Interview with Dr Amgad N. Makaryus

Posted Tue, Jan, 19,2016

This author interview is by Dr Amgad N. Makaryus, of Hofstra NSLIJ School of Medicine,. Dr Makaryus' full paper, Echocardiographic Predictors of Ventricular Tachycardia, is available for download in Clinical Medicine Insights: Cardiology.

Please summarize for readers the content of your article.
Patients with structural heart disease are at risk for ventricular tachycardia (VT) and ventricular fibrillation (VF), which account for the majority of sudden cardiac deaths (SCDs). We sought to examine echocardiographic parameters that can predict VT as documented by implantable cardioverter-defibrillator (ICD) appropriate discharge. We examine echocardiographic parameters other than ejection fraction that may predict VT as recorded via rates of ICD discharge.

How did you come to be involved in your area of study?
The North Shore-LIJ Health System in New York, USA, is a busy tertiary care health system where numerous patients with structural heart disease are followed and evaluated. I became involved in this study while directing the echocardiography laboratory at North Shore University Hospital in Manhasset, NY, USA.
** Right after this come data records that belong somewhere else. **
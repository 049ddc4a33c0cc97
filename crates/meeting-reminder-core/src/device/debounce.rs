/// Debounced rising-edge detector over raw input samples.
///
/// The first sample only primes the detector. After that a press is
/// reported when a sample exceeds the previous one by more than
/// `threshold`. A plain 0/1 level input (sysfs) needs 0, the default. A
/// counting interrupt input (the value is a tick count) can use 5 to filter
/// contact bounce.
#[derive(Debug, Clone)]
pub struct RisingEdge {
    threshold: i64,
    last: Option<i64>,
}

impl RisingEdge {
    pub fn new(threshold: i64) -> Self {
        Self {
            threshold,
            last: None,
        }
    }

    /// Feed one sample; returns `true` when it counts as a press.
    pub fn observe(&mut self, sample: i64) -> bool {
        let pressed = match self.last {
            None => false,
            Some(previous) => sample > previous.saturating_add(self.threshold),
        };
        self.last = Some(sample);
        pressed
    }
}

#[cfg(test)]
mod tests {
    use super::*;

    #[test]
    fn first_sample_only_primes() {
        let mut edge = RisingEdge::new(5);
        assert!(!edge.observe(100));
    }

    #[test]
    fn small_jitter_is_ignored() {
        let mut edge = RisingEdge::new(5);
        edge.observe(10);
        assert!(!edge.observe(15));
        assert!(!edge.observe(20));
        assert!(!edge.observe(12));
    }

    #[test]
    fn jump_above_threshold_is_a_press() {
        let mut edge = RisingEdge::new(5);
        edge.observe(10);
        assert!(edge.observe(16));
    }

    #[test]
    fn level_input_with_zero_threshold() {
        let mut edge = RisingEdge::new(0);
        edge.observe(0);
        assert!(!edge.observe(0));
        assert!(edge.observe(1));
        assert!(!edge.observe(1));
        assert!(!edge.observe(0));
        assert!(edge.observe(1));
    }

    #[test]
    fn falling_value_never_fires() {
        let mut edge = RisingEdge::new(5);
        edge.observe(100);
        assert!(!edge.observe(0));
    }
}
What was previously known about the topic of your article?
Prior studies have studied looked at echocardiographic predictors of VT. While left ventricular ejection fraction has proven to be a valuable echocardiographic parameter for determination of risk of ventricular arrhythmias, and therefore ICD eligibility, the question often arises of whether other parameters that are routinely assessed during echocardiography have the potential to serve as additional indicators of prognosis as well as predictors of future risk of SCD in patients deemed to be at risk of developing malignant ventricular arrhythmias. We sought to look at a large cohort and specifically evaluate multiple echocardiographic parameters for predication of VT.

How has your work in this area advanced understanding of the topic?
The determination of echocardiographic parameters that can be used to reliably assess the risk of the development of life-threatening ventricular arrhythmias can theoretically improve outcomes by guiding alterations in either pharmacologic or electrophysiologic therapy and in risk stratification prior to consideration for ICD implantation. Our study should provide the impetus for more large-scale studies evaluating the utility of readily available echocardiographic parameters as predictors of ventricular arrhythmias.

What do you regard as being the most important aspect of the results reported in the article?
Our study demonstrates that the main echocardiographic predictor associated with the first occurrence of VT was LVIDs >4 cm. Patients with an LVIDs >4 cm were 2.5 times more likely to have an episode of VT. Changes in these echocardiographic parameters may warrant aggressive pharmacologic therapy and implantation of an ICD.